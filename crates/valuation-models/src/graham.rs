//! Graham number.
//!
//! `sqrt(22.5 * EPS * BPS)`: the constant is a ceiling of PER 15 times PBR 1.5.

use valuation_core::{Fundamentals, ModelKind};

use crate::model::{ValuationModel, positive};

/// PER 15 x PBR 1.5.
pub const GRAHAM_MULTIPLIER: f64 = 22.5;

/// Graham number from EPS and BPS; `0` unless both are positive.
#[must_use]
pub fn graham_number(eps: f64, bps: f64) -> f64 {
    if !(eps > 0.0 && bps > 0.0) {
        return 0.0;
    }
    let value = (GRAHAM_MULTIPLIER * eps * bps).sqrt();
    if value.is_finite() { value } else { 0.0 }
}

/// Graham number model.
#[derive(Clone, Copy, Debug, Default)]
pub struct Graham;

impl ValuationModel for Graham {
    fn kind(&self) -> ModelKind {
        ModelKind::Graham
    }

    fn fair_value(&self, fundamentals: &Fundamentals) -> f64 {
        match (positive(fundamentals.eps), positive(fundamentals.bps)) {
            (Some(eps), Some(bps)) => graham_number(eps, bps),
            _ => 0.0,
        }
    }
}
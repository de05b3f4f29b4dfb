//! S-RIM, a simplified residual-income model.
//!
//! Book value plus the perpetual value of excess returns:
//! `BPS + (BPS * (ROE - r) / 100) / (r / 100)`, which reduces to
//! `BPS * ROE / r`. A company earning below its required return is worth
//! less than book; deep enough below, the value turns non-positive.

use valuation_core::{Fundamentals, ModelKind};

use crate::model::{ValuationModel, positive};

/// Annual excess return per share, `BPS * (ROE - r) / 100`.
#[must_use]
pub fn excess_return(bps: f64, roe: f64, required_return: f64) -> f64 {
    bps * (roe - required_return) / 100.0
}

/// S-RIM fair value; `0` when BPS or the required return is not positive.
///
/// `roe` and `required_return` are percentages.
#[must_use]
pub fn s_rim(bps: f64, roe: f64, required_return: f64) -> f64 {
    if !(bps > 0.0 && required_return > 0.0) || !roe.is_finite() {
        return 0.0;
    }
    let value = bps + excess_return(bps, roe, required_return) / (required_return / 100.0);
    if value.is_finite() { value } else { 0.0 }
}

/// S-RIM model at a fixed required return.
#[derive(Clone, Copy, Debug)]
pub struct SRim {
    required_return: f64,
}

impl SRim {
    /// Creates the model with a required return, percent.
    #[must_use]
    pub const fn new(required_return: f64) -> Self {
        Self { required_return }
    }

    /// Required return, percent.
    #[must_use]
    pub const fn required_return(&self) -> f64 {
        self.required_return
    }
}

impl ValuationModel for SRim {
    fn kind(&self) -> ModelKind {
        ModelKind::SRim
    }

    fn fair_value(&self, fundamentals: &Fundamentals) -> f64 {
        match (positive(fundamentals.bps), fundamentals.roe) {
            (Some(bps), Some(roe)) => s_rim(bps, roe, self.required_return),
            _ => 0.0,
        }
    }
}

#[cfg(test)]
mod tests {
    use super::*;

    #[test]
    fn test_s_rim_value_creator() {
        assert!((s_rim(10_000.0, 15.0, 8.0) - 18_750.0).abs() < 1e-6);
        assert!((s_rim(40_000.0, 12.0, 8.0) - 60_000.0).abs() < 1e-6);
        assert!((excess_return(10_000.0, 15.0, 8.0) - 700.0).abs() < 1e-9);
    }

    #[test]
    fn test_s_rim_value_destroyer_is_below_book() {
        let value = s_rim(10_000.0, 5.0, 8.0);
        assert!(value > 0.0 && value < 10_000.0);
        assert!((value - 6_250.0).abs() < 1e-6);
        // Negative ROE drives the value below zero: not computable.
        assert!(s_rim(10_000.0, -2.0, 8.0) <= 0.0);
    }

    #[test]
    fn test_s_rim_guards_denominator() {
        assert_eq!(s_rim(10_000.0, 15.0, 0.0), 0.0);
        assert_eq!(s_rim(10_000.0, 15.0, -4.0), 0.0);
        assert_eq!(s_rim(0.0, 15.0, 8.0), 0.0);
        assert_eq!(s_rim(10_000.0, f64::NAN, 8.0), 0.0);
    }

    #[test]
    fn test_s_rim_model_requires_roe() {
        let model = SRim::new(8.0);
        let f = Fundamentals::new(1.0).with_bps(10_000.0);
        assert_eq!(model.fair_value(&f), 0.0);
        assert!((model.fair_value(&f.with_roe(15.0)) - 18_750.0).abs() < 1e-6);
    }
}
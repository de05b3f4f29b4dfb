//! Analyzer configuration.

use serde::{Deserialize, Serialize};
use valuation_core::{NormalizeOptions, Result, ValuationConfig, ValuationError};

/// Normalizer options and valuation policy in one document.
#[derive(Clone, Debug, Default, PartialEq, Serialize, Deserialize)]
#[serde(default)]
pub struct AnalyzerConfig {
    /// Valuation engine policy.
    pub valuation: ValuationConfig,
    /// Statement normalizer options.
    pub normalize: NormalizeOptions,
}

impl AnalyzerConfig {
    /// Parses a JSON document; missing fields keep their defaults.
    pub fn from_json(json: &str) -> Result<Self> {
        let config: Self = serde_json::from_str(json)
            .map_err(|e| ValuationError::Parse(format!("Failed to parse config: {e}")))?;
        config.valuation.validate()?;
        Ok(config)
    }
}
//! Yamaguchi composite: ten years of current earnings plus book value.

use valuation_core::{Fundamentals, ModelKind};

use crate::model::{ValuationModel, positive};

/// Years of earnings credited on top of book value.
pub const EARNINGS_YEARS: f64 = 10.0;

/// `EPS * 10 + BPS`; `0` unless EPS is positive.
#[must_use]
pub fn yamaguchi(eps: f64, bps: f64) -> f64 {
    if eps.is_nan() || eps <= 0.0 || !bps.is_finite() {
        return 0.0;
    }
    eps * EARNINGS_YEARS + bps
}

/// Yamaguchi model.
#[derive(Clone, Copy, Debug, Default)]
pub struct Yamaguchi;

impl ValuationModel for Yamaguchi {
    fn kind(&self) -> ModelKind {
        ModelKind::Yamaguchi
    }

    fn fair_value(&self, fundamentals: &Fundamentals) -> f64 {
        match (positive(fundamentals.eps), fundamentals.bps) {
            (Some(eps), Some(bps)) => yamaguchi(eps, bps),
            _ => 0.0,
        }
    }
}

#[cfg(test)]
mod tests {
    use super::*;

    #[test]
    fn test_yamaguchi() {
        assert_eq!(yamaguchi(5_000.0, 40_000.0), 90_000.0);
        assert_eq!(yamaguchi(0.0, 40_000.0), 0.0);
        assert_eq!(yamaguchi(-100.0, 40_000.0), 0.0);
    }

    #[test]
    fn test_yamaguchi_model_needs_book_value() {
        let f = Fundamentals::new(1.0).with_eps(100.0);
        assert_eq!(Yamaguchi.fair_value(&f), 0.0);
        assert_eq!(Yamaguchi.fair_value(&f.with_bps(500.0)), 1_500.0);
    }
}
//! Price deviation from a fair value.

/// `(price - fair_value) / fair_value * 100`.
///
/// Positive means the price trades above fair value. `None` when the fair
/// value is not positive or the price is unusable.
#[must_use]
pub fn deviation_percent(price: f64, fair_value: f64) -> Option<f64> {
    if !(fair_value > 0.0 && fair_value.is_finite() && price.is_finite() && price > 0.0) {
        return None;
    }
    Some((price - fair_value) / fair_value * 100.0)
}

#[cfg(test)]
mod tests {
    use super::*;

    #[test]
    fn test_deviation_sign() {
        assert_eq!(deviation_percent(100.0, 80.0), Some(25.0));
        assert_eq!(deviation_percent(60.0, 80.0), Some(-25.0));
        assert_eq!(deviation_percent(80.0, 80.0), Some(0.0));
    }

    #[test]
    fn test_no_deviation_without_fair_value() {
        assert_eq!(deviation_percent(100.0, 0.0), None);
        assert_eq!(deviation_percent(100.0, -50.0), None);
        assert_eq!(deviation_percent(0.0, 80.0), None);
        assert_eq!(deviation_percent(f64::NAN, 80.0), None);
    }
}
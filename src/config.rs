//! Configuration module for the registry endpoint and session settings

use crate::error::ConfigError;
use crate::session::{DEFAULT_HOME_ROUTE, DEFAULT_LOGIN_ROUTE, DEFAULT_TOKEN_KEY};
use serde::{Deserialize, Serialize};
use std::env;
use std::path::PathBuf;
use url::Url;

pub const DEFAULT_BASE_URL: &str = "http://localhost:8080";
pub const DEFAULT_SESSION_FILE: &str = ".registry-session.json";

pub const BASE_URL_ENV: &str = "REGISTRY_API_URL";
pub const SESSION_FILE_ENV: &str = "REGISTRY_SESSION_FILE";

#[derive(Debug, Clone, PartialEq, Eq, Serialize, Deserialize)]
#[serde(default)]
pub struct ClientConfig {
    pub base_url: String,
    pub token_key: String,
    pub login_route: String,
    pub home_route: String,
    /// Where the token is persisted; `None` keeps it in memory
    pub session_file: Option<PathBuf>,
    pub user_agent: String,
}

impl Default for ClientConfig {
    fn default() -> Self {
        Self {
            base_url: DEFAULT_BASE_URL.to_string(),
            token_key: DEFAULT_TOKEN_KEY.to_string(),
            login_route: DEFAULT_LOGIN_ROUTE.to_string(),
            home_route: DEFAULT_HOME_ROUTE.to_string(),
            session_file: None,
            user_agent: format!("{}/{}", env!("CARGO_PKG_NAME"), env!("CARGO_PKG_VERSION")),
        }
    }
}

impl ClientConfig {
    pub fn new(base_url: impl Into<String>) -> Self {
        Self {
            base_url: base_url.into(),
            ..Self::default()
        }
    }

    /// Read `REGISTRY_API_URL` and `REGISTRY_SESSION_FILE`.
    pub fn from_env() -> Self {
        Self::from_lookup(|key| env::var(key).ok())
    }

    pub fn from_lookup(lookup: impl Fn(&str) -> Option<String>) -> Self {
        let base_url = lookup(BASE_URL_ENV)
            .filter(|v| !v.trim().is_empty())
            .unwrap_or_else(|| DEFAULT_BASE_URL.to_string());
        let session_file = lookup(SESSION_FILE_ENV)
            .filter(|v| !v.trim().is_empty())
            .unwrap_or_else(|| DEFAULT_SESSION_FILE.to_string());

        Self {
            base_url,
            session_file: Some(PathBuf::from(session_file)),
            ..Self::default()
        }
    }

    pub fn with_session_file(mut self, path: impl Into<PathBuf>) -> Self {
        self.session_file = Some(path.into());
        self
    }

    /// Parse and check the base endpoint.
    pub fn base_url(&self) -> Result<Url, ConfigError> {
        let url = Url::parse(self.base_url.trim()).map_err(|e| ConfigError::InvalidBaseUrl {
            url: self.base_url.clone(),
            reason: e.to_string(),
        })?;

        match url.scheme() {
            "http" | "https" => Ok(url),
            other => Err(ConfigError::UnsupportedScheme(other.to_string())),
        }
    }

    pub fn validate(&self) -> Result<(), ConfigError> {
        self.base_url()?;
        if self.token_key.trim().is_empty() {
            return Err(ConfigError::Invalid("token key cannot be empty".to_string()));
        }
        if !self.login_route.starts_with('/') || !self.home_route.starts_with('/') {
            return Err(ConfigError::Invalid(
                "navigation routes must start with '/'".to_string(),
            ));
        }
        Ok(())
    }
}
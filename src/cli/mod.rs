//! Command line interface module
//!
//! This module provides argument parsing and the runner that turns one
//! subcommand into one registry operation, printing the result.

pub mod args;
pub mod runner;

pub use args::{Args, Command};
pub use runner::{ConsoleNavigator, Runner};
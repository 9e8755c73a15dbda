//! User and group administration

use crate::error::handlers::{KnownFailure, StatusPolicy};
use crate::error::{AUTH_TOKEN_REJECTED, ErrorKind, Result};
use crate::registry::operations::OperationContext;
use crate::registry::transport::ApiRequest;
use serde::Serialize;
use serde_json::Value;

const AUTH_REJECTED: KnownFailure =
    KnownFailure::new(403, ErrorKind::AuthExpiredOrMissing, AUTH_TOKEN_REJECTED);

const LIST_USERS: StatusPolicy = StatusPolicy {
    operation: "list users",
    success: &[200],
    failures: &[AUTH_REJECTED],
};

const LIST_GROUPS: StatusPolicy = StatusPolicy {
    operation: "list groups and permissions",
    success: &[200],
    failures: &[AUTH_REJECTED],
};

const ADD_GROUP: StatusPolicy = StatusPolicy {
    operation: "add group",
    success: &[200, 201],
    failures: &[
        KnownFailure::new(
            400,
            ErrorKind::Validation,
            "There is missing field(s) in the GroupRequest or it is formed improperly.",
        ),
        AUTH_REJECTED,
        KnownFailure::new(409, ErrorKind::Conflict, "The group already exists."),
    ],
};

const DELETE_GROUP: StatusPolicy = StatusPolicy {
    operation: "delete group",
    success: &[200],
    failures: &[
        KnownFailure::new(
            400,
            ErrorKind::Validation,
            "There is missing field(s) in the GroupID or it is formed improperly, or is invalid.",
        ),
        AUTH_REJECTED,
        KnownFailure::new(404, ErrorKind::NotFound, "Group does not exist."),
    ],
};

#[derive(Debug, Clone, Serialize)]
pub struct GroupRequest {
    pub name: String,
    pub permissions: Vec<String>,
}

#[derive(Clone)]
pub struct UserOperations {
    ctx: OperationContext,
}

impl UserOperations {
    pub fn new(ctx: OperationContext) -> Self {
        Self { ctx }
    }

    pub async fn list_users(&self) -> Result<Value> {
        let request = self.ctx.authorized(ApiRequest::get(&["users"]));
        let users = self.ctx.call(&LIST_USERS, request).await?;
        tracing::info!("users retrieved");
        Ok(users)
    }

    pub async fn list_groups_and_permissions(&self) -> Result<Value> {
        let request = self
            .ctx
            .authorized(ApiRequest::get(&["users", "groups-permissions"]));
        let groups = self.ctx.call(&LIST_GROUPS, request).await?;
        tracing::info!("groups retrieved");
        Ok(groups)
    }

    pub async fn add_group(&self, group: &GroupRequest) -> Result<Value> {
        let request = self
            .ctx
            .authorized(ApiRequest::post(&["groups"]).json(serde_json::json!(group)));
        let payload = self.ctx.call(&ADD_GROUP, request).await?;
        tracing::info!(group = %group.name, "group added");
        Ok(payload)
    }

    pub async fn delete_group(&self, group_id: u64) -> Result<Value> {
        let id = group_id.to_string();
        let request = self.ctx.authorized(ApiRequest::delete(&["groups", &id]));
        let payload = self.ctx.call(&DELETE_GROUP, request).await?;
        tracing::info!(group_id, "group deleted");
        Ok(payload)
    }
}

#[cfg(test)]
mod tests {
    use super::*;
    use crate::error::ApiError;
    use crate::registry::operations::testing::harness;
    use crate::registry::transport::{AUTH_HEADER, RawResponse};
    use reqwest::Method;
    use serde_json::json;

    fn group() -> GroupRequest {
        GroupRequest {
            name: "maintainers".to_string(),
            permissions: vec!["upload".to_string(), "search".to_string()],
        }
    }

    #[tokio::test]
    async fn list_users_returns_payload_with_token() {
        let h = harness();
        h.fx.session.begin("bearer t");
        h.sender.respond(RawResponse::json(200, &json!([{"id": 1, "name": "user1"}])));

        let users = UserOperations::new(h.ctx.clone()).list_users().await.unwrap();
        assert_eq!(users, json!([{"id": 1, "name": "user1"}]));

        let sent = h.sender.last_request();
        assert_eq!((sent.method.clone(), sent.path()), (Method::GET, "/users".to_string()));
        assert_eq!(sent.header_value(AUTH_HEADER), Some("bearer t"));
    }

    #[tokio::test]
    async fn list_groups_hits_groups_permissions() {
        let h = harness();
        h.sender.respond(RawResponse::json(
            200,
            &json!({"groups": ["group1"], "permissions": ["READ"]}),
        ));

        let groups = UserOperations::new(h.ctx.clone())
            .list_groups_and_permissions()
            .await
            .unwrap();
        assert_eq!(groups["groups"], json!(["group1"]));
        assert_eq!(h.sender.last_request().path(), "/users/groups-permissions");
        assert_eq!(h.sender.last_request().header_value(AUTH_HEADER), None);
    }

    #[tokio::test]
    async fn add_group_body_and_statuses() {
        let h = harness();
        let ops = UserOperations::new(h.ctx.clone());
        for status in [200, 201] {
            h.sender.respond(RawResponse::json(status, &json!({"message": "Group added"})));
            assert_eq!(ops.add_group(&group()).await.unwrap(), json!({"message": "Group added"}));
        }
        assert_eq!(
            h.sender.last_request().body,
            Some(json!({"name": "maintainers", "permissions": ["upload", "search"]}))
        );

        for (status, kind, message) in [
            (400, ErrorKind::Validation, "There is missing field(s) in the GroupRequest or it is formed improperly."),
            (403, ErrorKind::AuthExpiredOrMissing, AUTH_TOKEN_REJECTED),
            (409, ErrorKind::Conflict, "The group already exists."),
        ] {
            h.sender.respond(RawResponse::new(status, Vec::new()));
            let err = ops.add_group(&group()).await.unwrap_err();
            assert_eq!(err, kind.at_status(status, message), "status {status}");
        }

        h.sender.respond(RawResponse::new(418, Vec::new()));
        assert_eq!(
            ops.add_group(&group()).await.unwrap_err(),
            ApiError::Unknown { status: 418, detail: None }
        );
    }

    #[tokio::test]
    async fn listings_forbidden_and_unknown_statuses() {
        let h = harness();
        let ops = UserOperations::new(h.ctx.clone());

        h.sender.respond(RawResponse::new(403, Vec::new()));
        assert_eq!(
            ops.list_users().await.unwrap_err(),
            ApiError::AuthExpiredOrMissing(AUTH_TOKEN_REJECTED.to_string())
        );
        h.sender.respond(RawResponse::new(403, Vec::new()));
        assert_eq!(
            ops.list_groups_and_permissions().await.unwrap_err(),
            ApiError::AuthExpiredOrMissing(AUTH_TOKEN_REJECTED.to_string())
        );

        h.sender.respond(RawResponse::json(418, &json!({"message": "teapot"})));
        assert_eq!(
            ops.list_users().await.unwrap_err(),
            ApiError::Unknown { status: 418, detail: Some("teapot".to_string()) }
        );
        h.sender.respond(RawResponse::new(418, Vec::new()));
        assert_eq!(
            ops.list_groups_and_permissions().await.unwrap_err(),
            ApiError::Unknown { status: 418, detail: None }
        );
    }

    #[tokio::test]
    async fn delete_group_statuses() {
        let h = harness();
        let ops = UserOperations::new(h.ctx.clone());

        h.sender.respond(RawResponse::json(200, &json!({"message": "Group deleted"})));
        ops.delete_group(1).await.unwrap();
        let sent = h.sender.last_request();
        assert_eq!((sent.method.clone(), sent.path()), (Method::DELETE, "/groups/1".to_string()));

        for (status, kind, message) in [
            (
                400,
                ErrorKind::Validation,
                "There is missing field(s) in the GroupID or it is formed improperly, or is invalid.",
            ),
            (403, ErrorKind::AuthExpiredOrMissing, AUTH_TOKEN_REJECTED),
            (404, ErrorKind::NotFound, "Group does not exist."),
        ] {
            h.sender.respond(RawResponse::new(status, Vec::new()));
            assert_eq!(ops.delete_group(7).await.unwrap_err(), kind.at_status(status, message));
        }

        h.sender.respond(RawResponse::new(500, Vec::new()));
        assert_eq!(
            ops.delete_group(7).await.unwrap_err(),
            ApiError::Unknown { status: 500, detail: None }
        );
    }

    #[tokio::test]
    async fn list_users_forbidden_triggers_expiry() {
        let h = harness();
        h.fx.session.begin("bearer old");
        h.sender.respond(RawResponse::new(403, Vec::new()));

        let err = UserOperations::new(h.ctx.clone()).list_users().await.unwrap_err();
        assert!(err.is_session_rejected());
        assert_eq!(h.fx.session.current_token(), None);
        assert_eq!(*h.fx.navigator.routes.lock().unwrap(), vec!["/login".to_string()]);
    }
}
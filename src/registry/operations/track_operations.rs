//! Public track listing; no session required

use crate::error::handlers::{KnownFailure, StatusPolicy};
use crate::error::{ErrorKind, Result};
use crate::registry::operations::OperationContext;
use crate::registry::transport::ApiRequest;
use serde_json::Value;

const LIST_TRACKS: StatusPolicy = StatusPolicy {
    operation: "list tracks",
    success: &[200],
    failures: &[KnownFailure::new(
        500,
        ErrorKind::ServerFault,
        "The system encountered an error while retrieving the student's track information.",
    )],
};

#[derive(Clone)]
pub struct TrackOperations {
    ctx: OperationContext,
}

impl TrackOperations {
    pub fn new(ctx: OperationContext) -> Self {
        Self { ctx }
    }

    pub async fn list_tracks(&self) -> Result<Value> {
        let tracks = self.ctx.call(&LIST_TRACKS, ApiRequest::get(&["tracks"])).await?;
        tracing::info!("tracks retrieved");
        Ok(tracks)
    }
}

#[cfg(test)]
mod tests {
    use super::*;
    use crate::error::ApiError;
    use crate::registry::operations::testing::harness;
    use crate::registry::transport::{AUTH_HEADER, RawResponse};
    use serde_json::json;

    #[tokio::test]
    async fn tracks_never_send_token() {
        let h = harness();
        h.fx.session.begin("bearer t");
        h.sender.respond(RawResponse::json(200, &json!({"plannedTracks": ["Access control track"]})));

        let tracks = TrackOperations::new(h.ctx.clone()).list_tracks().await.unwrap();
        assert_eq!(tracks["plannedTracks"][0], "Access control track");
        assert_eq!(h.sender.last_request().header_value(AUTH_HEADER), None);
    }

    #[tokio::test]
    async fn tracks_failures() {
        let h = harness();
        let ops = TrackOperations::new(h.ctx.clone());

        h.sender.respond(RawResponse::new(500, Vec::new()));
        assert_eq!(
            ops.list_tracks().await.unwrap_err(),
            ErrorKind::ServerFault.at_status(
                500,
                "The system encountered an error while retrieving the student's track information."
            )
        );

        h.sender.respond(RawResponse::new(418, Vec::new()));
        assert_eq!(
            ops.list_tracks().await.unwrap_err(),
            ApiError::Unknown { status: 418, detail: None }
        );

        h.sender.fail("dns error");
        assert_eq!(ops.list_tracks().await.unwrap_err().kind(), ErrorKind::NoResponse);
    }
}
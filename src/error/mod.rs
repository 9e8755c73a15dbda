//! Error types for registry API operations
//!
//! Every operation returns [`ApiError`], a fixed taxonomy of failures the
//! calling layer can display. Raw transport errors are folded into
//! [`ApiError::NoResponse`] before they leave the crate.

pub mod handlers;

use std::path::PathBuf;
use thiserror::Error;

pub type Result<T> = std::result::Result<T, ApiError>;

/// Message used for every 403 response.
pub const AUTH_TOKEN_REJECTED: &str =
    "Authentication failed due to invalid or missing AuthenticationToken.";

/// Discriminant of [`ApiError`], used by status tables and callers that only
/// care about the category of a failure.
#[derive(Debug, Clone, Copy, PartialEq, Eq, Hash)]
pub enum ErrorKind {
    Validation,
    AuthInvalid,
    AuthExpiredOrMissing,
    NotFound,
    Conflict,
    PayloadTooLarge,
    BusinessRejected,
    ServerFault,
    Unsupported,
    NoResponse,
    Unknown,
    UnexpectedPayload,
    InvalidRequest,
}

impl ErrorKind {
    /// Build the error observed with `status`. `Unknown` keeps that status;
    /// kinds without an HTTP status ignore it.
    pub fn at_status(self, status: u16, message: impl Into<String>) -> ApiError {
        let message = message.into();
        match self {
            ErrorKind::Validation => ApiError::Validation(message),
            ErrorKind::AuthInvalid => ApiError::AuthInvalid(message),
            ErrorKind::AuthExpiredOrMissing => ApiError::AuthExpiredOrMissing(message),
            ErrorKind::NotFound => ApiError::NotFound(message),
            ErrorKind::Conflict => ApiError::Conflict(message),
            ErrorKind::PayloadTooLarge => ApiError::PayloadTooLarge(message),
            ErrorKind::BusinessRejected => ApiError::BusinessRejected(message),
            ErrorKind::ServerFault => ApiError::ServerFault(message),
            ErrorKind::Unsupported => ApiError::Unsupported(message),
            ErrorKind::NoResponse => ApiError::NoResponse(message),
            ErrorKind::UnexpectedPayload => ApiError::UnexpectedPayload(message),
            ErrorKind::InvalidRequest => ApiError::InvalidRequest(message),
            ErrorKind::Unknown => ApiError::Unknown {
                status,
                detail: Some(message),
            },
        }
    }
}

/// Classified failure of a registry operation
#[derive(Debug, Clone, PartialEq, Eq, Error)]
pub enum ApiError {
    /// Malformed or missing fields (400)
    #[error("{0}")]
    Validation(String),
    /// Bad credentials or insufficient rights (401)
    #[error("{0}")]
    AuthInvalid(String),
    /// Token missing, invalid or expired (403)
    #[error("{0}")]
    AuthExpiredOrMissing(String),
    #[error("{0}")]
    NotFound(String),
    #[error("{0}")]
    Conflict(String),
    #[error("{0}")]
    PayloadTooLarge(String),
    /// Request understood but refused by a business rule (424)
    #[error("{0}")]
    BusinessRejected(String),
    #[error("{0}")]
    ServerFault(String),
    #[error("{0}")]
    Unsupported(String),
    /// The request never produced a response
    #[error("No response received from the server: {0}")]
    NoResponse(String),
    /// Status outside the operation's documented set
    #[error("An unknown error occurred. Status: {status}{}", detail_suffix(.detail))]
    Unknown { status: u16, detail: Option<String> },
    /// Success status whose body does not have the documented shape
    #[error("Unexpected response payload: {0}")]
    UnexpectedPayload(String),
    /// The request could not be built, so nothing was sent
    #[error("Invalid request: {0}")]
    InvalidRequest(String),
}

fn detail_suffix(detail: &Option<String>) -> String {
    match detail {
        Some(detail) => format!(". Message: {}", detail),
        None => String::new(),
    }
}

impl ApiError {
    pub fn kind(&self) -> ErrorKind {
        match self {
            ApiError::Validation(_) => ErrorKind::Validation,
            ApiError::AuthInvalid(_) => ErrorKind::AuthInvalid,
            ApiError::AuthExpiredOrMissing(_) => ErrorKind::AuthExpiredOrMissing,
            ApiError::NotFound(_) => ErrorKind::NotFound,
            ApiError::Conflict(_) => ErrorKind::Conflict,
            ApiError::PayloadTooLarge(_) => ErrorKind::PayloadTooLarge,
            ApiError::BusinessRejected(_) => ErrorKind::BusinessRejected,
            ApiError::ServerFault(_) => ErrorKind::ServerFault,
            ApiError::Unsupported(_) => ErrorKind::Unsupported,
            ApiError::NoResponse(_) => ErrorKind::NoResponse,
            ApiError::Unknown { .. } => ErrorKind::Unknown,
            ApiError::UnexpectedPayload(_) => ErrorKind::UnexpectedPayload,
            ApiError::InvalidRequest(_) => ErrorKind::InvalidRequest,
        }
    }

    /// HTTP status this error was classified from, if any.
    pub fn status(&self) -> Option<u16> {
        match self {
            ApiError::Validation(_) => Some(400),
            ApiError::AuthInvalid(_) => Some(401),
            ApiError::AuthExpiredOrMissing(_) => Some(403),
            ApiError::NotFound(_) => Some(404),
            ApiError::Conflict(_) => Some(409),
            ApiError::PayloadTooLarge(_) => Some(413),
            ApiError::BusinessRejected(_) => Some(424),
            ApiError::ServerFault(_) => Some(500),
            ApiError::Unsupported(_) => Some(501),
            ApiError::Unknown { status, .. } => Some(*status),
            ApiError::NoResponse(_)
            | ApiError::UnexpectedPayload(_)
            | ApiError::InvalidRequest(_) => None,
        }
    }

    /// True when the server rejected the session token.
    pub fn is_session_rejected(&self) -> bool {
        matches!(self, ApiError::AuthExpiredOrMissing(_))
    }
}

/// Invalid client configuration
#[derive(Debug, Error)]
pub enum ConfigError {
    #[error("Invalid base URL '{url}': {reason}")]
    InvalidBaseUrl { url: String, reason: String },
    #[error("Unsupported URL scheme '{0}' (expected http or https)")]
    UnsupportedScheme(String),
    #[error("Failed to create HTTP client: {0}")]
    HttpClient(String),
    #[error("Configuration error: {0}")]
    Invalid(String),
}

/// Failure of the token persistence backend
#[derive(Debug, Error)]
pub enum StorageError {
    #[error("Session file error at {}: {source}", path.display())]
    Io {
        path: PathBuf,
        #[source]
        source: std::io::Error,
    },
    #[error("Session file {} is not valid JSON: {source}", path.display())]
    Format {
        path: PathBuf,
        #[source]
        source: serde_json::Error,
    },
    #[error("Session storage lock poisoned")]
    Poisoned,
}

/// Failure of a command-line invocation
#[derive(Debug, Error)]
pub enum CliError {
    #[error(transparent)]
    Api(#[from] ApiError),
    #[error(transparent)]
    Config(#[from] ConfigError),
    #[error("Invalid arguments: {0}")]
    Arguments(String),
    #[error("Failed to read {}: {source}", path.display())]
    Input {
        path: PathBuf,
        #[source]
        source: std::io::Error,
    },
}

impl CliError {
    /// Process exit code: 2 for usage problems, 1 for everything else.
    pub fn exit_code(&self) -> i32 {
        match self {
            CliError::Arguments(_) | CliError::Config(_) => 2,
            CliError::Api(_) | CliError::Input { .. } => 1,
        }
    }
}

-----

For each line above that includes "StatusPolicy", copy the line.

use crate::error::handlers::{KnownFailure, StatusPolicy};
const LIST_USERS: StatusPolicy = StatusPolicy {
const LIST_GROUPS: StatusPolicy = StatusPolicy {
const ADD_GROUP: StatusPolicy = StatusPolicy {
const DELETE_GROUP: StatusPolicy = StatusPolicy {
use crate::error::handlers::{KnownFailure, StatusPolicy};
const LIST_TRACKS: StatusPolicy = StatusPolicy {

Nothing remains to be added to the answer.